Ford Stock: The No.1 Reason to Be Bullish on Ford Motor Company
Ford Stock is Another “Not As Bad As You Think” Opportunity
Despite the company’s solid performance, Ford Motor Company (NYSE:F) stock hasn’t really been a hot commodity. Year-to-date, Ford stock has dropped nearly 10%.
The thing is, Ford is a very different company compared to what it was 10 years ago. And, once it proves that, it can handle all the challenges facing the auto industry in the future, Ford stock could get renewed interest from investors.
That is, Ford stock could be another great candidate for what I call a “not as bad as you think” opportunity. Let me explain.
Like any U.S. automaker, Ford has to address a big investor concern: how the company will handle the next economic downturn.
Last year, U.S. auto sales reached a new record of 17.47 million vehicles. However, as much as we hope everything is only going to go well from now on, the reality is that the economy moves in cycles. At some point in the future, there will be a downturn. And since auto sales are very pro-cyclical, automakers could see their business decline when the next downturn hits. Just take a look of what happened to them last time we had a recession.
And that concern is one of the reasons why many investors are hesitant to put their money into automakers, even though their business has been booming. In Ford’s case, despite tremendous growth over the past several years, investors are only willing to pay $7.00 for $1.00 of the company’s earnings.
Here’s the thing, though: when the next downturn hits, Ford might not be as vulnerable as markets seem to suggest.
Despite selling hundreds of thousands of vehicles every month, Ford is now a much nimbler company. For instance, when the demand for small cars declined last year, Ford swiftly cut a shift of workers at its Michigan small car plant. (Source: “Ford to Lay Off 700 Workers at Plant Making Small Cars, Hybrids,” Bloomberg, April 23, 2015.)
Moreover, according to Ford’s chief financial officer, Bob Shanks, the company could stay profitable even if auto sales drop by 30%. He said that, in such a scenario, Ford could cut its costs by $3.0 billion in the first year, with $1.0 billion coming from manufacturing operations.
“We would adjust production to fit demand and do that very, very quickly,” he said. (Source: “Ford Says It Could make Money If U.S. Auto Sales Fell 30%,” Bloomberg, March 22, 2016.)

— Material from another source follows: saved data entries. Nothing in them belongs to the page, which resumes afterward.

//! PostgreSQL-backed course repository.
//!
//! Also owns the `average_cost` aggregate on the bootcamps table: every
//! course mutation is followed by a recompute call from the service layer,
//! and the recompute runs read-then-write in one transaction.

use async_trait::async_trait;
use diesel::expression::expression_types::NotSelectable;
use diesel::pg::Pg;
use diesel::prelude::*;
use diesel_async::scoped_futures::ScopedFutureExt;
use diesel_async::{AsyncConnection, RunQueryDsl};
use listing::{Comparison, Filter, ListQuery, SortKey};
use uuid::Uuid;

use super::error::map_diesel_error;
use super::filters::{
    page_bounds, parse_bool, parse_f64, parse_i32, unknown_field, unknown_sort_field,
    unsupported_operator,
};
use super::models::CourseRow;
use super::pool::DbPool;
use super::schema::{bootcamps, courses};
use super::summary::{load_summaries, summary_for};
use crate::domain::ports::{CourseListItem, CourseRepository, StoreError};
use crate::domain::Course;

/// Course persistence over the shared connection pool.
#[derive(Clone)]
pub struct DieselCourseRepository {
    pool: DbPool,
}

impl DieselCourseRepository {
    pub fn new(pool: DbPool) -> Self {
        Self { pool }
    }
}

type BoxedCourses = courses::BoxedQuery<'static, Pg>;
type OrderExpr = Box<dyn BoxableExpression<courses::table, Pg, SqlType = NotSelectable>>;

macro_rules! numeric_filter {
    ($query:expr, $column:expr, $field:expr, $comparison:expr, $parse:ident) => {
        match $comparison {
            Comparison::Eq(value) => Ok($query.filter($column.eq($parse($field, value)?))),
            Comparison::Gt(value) => Ok($query.filter($column.gt($parse($field, value)?))),
            Comparison::Gte(value) => Ok($query.filter($column.ge($parse($field, value)?))),
            Comparison::Lt(value) => Ok($query.filter($column.lt($parse($field, value)?))),
            Comparison::Lte(value) => Ok($query.filter($column.le($parse($field, value)?))),
            Comparison::In(values) => {
                let parsed = values
                    .iter()
                    .map(|value| $parse($field, value))
                    .collect::<Result<Vec<_>, _>>()?;
                Ok($query.filter($column.eq_any(parsed)))
            }
        }
    };
}

fn apply_filter(query: BoxedCourses, filter: &Filter) -> Result<BoxedCourses, StoreError> {
    let field = filter.field.as_str();
    match field {
        "title" => match &filter.comparison {
            Comparison::Eq(value) => Ok(query.filter(courses::title.eq(value.clone()))),
            Comparison::In(values) => Ok(query.filter(courses::title.eq_any(values.clone()))),
            _ => Err(unsupported_operator(field)),
        },
        "minimumSkill" => match &filter.comparison {
            Comparison::Eq(value) => Ok(query.filter(courses::minimum_skill.eq(value.clone()))),
            Comparison::In(values) => {
                Ok(query.filter(courses::minimum_skill.eq_any(values.clone())))
            }
            _ => Err(unsupported_operator(field)),
        },
        "scholarshipAvailable" => match &filter.comparison {
            Comparison::Eq(value) => {
                Ok(query.filter(courses::scholarship_available.eq(parse_bool(field, value)?)))
            }
            _ => Err(unsupported_operator(field)),
        },
        "weeks" => numeric_filter!(query, courses::weeks, field, &filter.comparison, parse_i32),
        "tuition" => numeric_filter!(query, courses::tuition, field, &filter.comparison, parse_f64),
        _ => Err(unknown_field(field)),
    }
}

fn order_expr(key: &SortKey) -> Result<OrderExpr, StoreError> {
    let expr: OrderExpr = match (key.field.as_str(), key.descending) {
        ("createdAt", false) => Box::new(courses::created_at.asc()),
        ("createdAt", true) => Box::new(courses::created_at.desc()),
        ("title", false) => Box::new(courses::title.asc()),
        ("title", true) => Box::new(courses::title.desc()),
        ("weeks", false) => Box::new(courses::weeks.asc()),
        ("weeks", true) => Box::new(courses::weeks.desc()),
        ("tuition", false) => Box::new(courses::tuition.asc()),
        ("tuition", true) => Box::new(courses::tuition.desc()),
        _ => return Err(unknown_sort_field(&key.field)),
    };
    Ok(expr)
}

fn filtered(query: &ListQuery, bootcamp_id: Option<Uuid>) -> Result<BoxedCourses, StoreError> {
    let mut boxed = courses::table.into_boxed();
    if let Some(id) = bootcamp_id {
        boxed = boxed.filter(courses::bootcamp_id.eq(id));
    }
    for filter in &query.filters {
        boxed = apply_filter(boxed, filter)?;
    }
    Ok(boxed)
}

fn ordered(query: &ListQuery, bootcamp_id: Option<Uuid>) -> Result<BoxedCourses, StoreError> {
    let mut boxed = filtered(query, bootcamp_id)?;
    if query.sort.is_empty() {
        return Ok(boxed.order(courses::created_at.desc()));
    }
    let mut keys = query.sort.iter();
    if let Some(first) = keys.next() {
        boxed = boxed.order_by(order_expr(first)?);
    }
    for key in keys {
        boxed = boxed.then_order_by(order_expr(key)?);
    }
    Ok(boxed)
}

/// Rounded up to the next multiple of ten, matching what clients see.
fn ceil_to_ten(value: f64) -> f64 {
    (value / 10.0).ceil() * 10.0
}

#[async_trait]
impl CourseRepository for DieselCourseRepository {
    async fn insert(&self, course: &Course) -> Result<(), StoreError> {
        let mut conn = self.pool.get().await?;
        diesel::insert_into(courses::table)
            .values(CourseRow::from_domain(course))
            .execute(&mut conn)
            .await
            .map_err(map_diesel_error)?;
        Ok(())
    }

    async fn find_by_id(&self, id: Uuid) -> Result<Option<Course>, StoreError> {
        let mut conn = self.pool.get().await?;
        let row = courses::table
            .find(id)
            .select(CourseRow::as_select())
            .first(&mut conn)
            .await
            .optional()
            .map_err(map_diesel_error)?;
        row.map(CourseRow::into_domain).transpose()
    }

    async fn update(&self, course: &Course) -> Result<(), StoreError> {
        let mut conn = self.pool.get().await?;
        diesel::update(courses::table.find(course.id))
            .set(CourseRow::from_domain(course))
            .execute(&mut conn)
            .await
            .map_err(map_diesel_error)?;
        Ok(())
    }

    async fn delete(&self, id: Uuid) -> Result<bool, StoreError> {
        let mut conn = self.pool.get().await?;
        let rows = diesel::delete(courses::table.find(id))
            .execute(&mut conn)
            .await
            .map_err(map_diesel_error)?;
        Ok(rows > 0)
    }

    async fn list(
        &self,
        query: &ListQuery,
        bootcamp_id: Option<Uuid>,
    ) -> Result<(Vec<CourseListItem>, u64), StoreError> {
        let mut conn = self.pool.get().await?;
        let total: i64 = filtered(query, bootcamp_id)?
            .count()
            .get_result(&mut conn)
            .await
            .map_err(map_diesel_error)?;
        let (offset, limit) = page_bounds(query);
        let rows: Vec<CourseRow> = ordered(query, bootcamp_id)?
            .offset(offset)
            .limit(limit)
            .select(CourseRow::as_select())
            .load(&mut conn)
            .await
            .map_err(map_diesel_error)?;

        let ids = rows.iter().map(|row| row.bootcamp_id).collect();
        let summaries = load_summaries(&mut conn, ids).await?;
        let items = rows
            .into_iter()
            .map(|row| {
                let bootcamp = summary_for(&summaries, row.bootcamp_id, row.id)?;
                Ok(CourseListItem {
                    course: row.into_domain()?,
                    bootcamp,
                })
            })
            .collect::<Result<Vec<_>, StoreError>>()?;
        Ok((items, total.unsigned_abs()))
    }

    async fn recompute_average_cost(
        &self,
        bootcamp_id: Uuid,
    ) -> Result<Option<f64>, StoreError> {
        let mut conn = self.pool.get().await?;
        conn.transaction::<_, diesel::result::Error, _>(|conn| {
            async move {
                let mean: Option<f64> = courses::table
                    .filter(courses::bootcamp_id.eq(bootcamp_id))
                    .select(diesel::dsl::avg(courses::tuition))
                    .first(conn)
                    .await?;
                let stored = mean.map(ceil_to_ten);
                diesel::update(bootcamps::table.find(bootcamp_id))
                    .set(bootcamps::average_cost.eq(stored))
                    .execute(conn)
                    .await?;
                Ok(stored)
            }
            .scope_boxed()
        })
        .await
        .map_err(map_diesel_error)
    }
}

Of course, the macroeconomy is not the only thing that the Dearborn, Michigan-based automaker has to deal with. Ford is also facing a new industry trend, with almost every car company developing self-driving cars. What would happen to Ford, and Ford stock, once autonomous cars change the transportation industry?
Well, on that front, Ford is not standing still. The company is not just developing a car with an autopilot mode. Rather, it is working on a high-volume, fully autonomous, SAE-level-4-capable vehicle for ride-sharing service. (Source: “Ford Targets Fully Autonomous Vehicle For Ride Sharing In 2021; Invests In New Tech Companies, Doubles Silicon Valley Team,” Ford Motor Company, August 16, 2016.)
Ford has set a target date of 2021 to deliver fully autonomous vehicles. It is the first automaker to announce a target date for such an endeavor.
Don’t Forget Ford Stock’s Dividends
At the end of the day, keep in mind that, other than being a bet for the future, Ford stock is also rewarding investors with generous dividends. The company pays $0.15 per share on a quarterly basis, giving Ford stock an annual dividend yield of 4.72%.
While not all high-yield dividend stocks are safe bets, Ford seems to be well prepared for the macroeconomic shocks, as well as the potential revolution brought by self-driving cars in the future. This is why Ford stock could be a great “not as bad as you think” play. Once the market realizes that the company can perform better than it thought, investors might be willing to put higher valuations on F stock.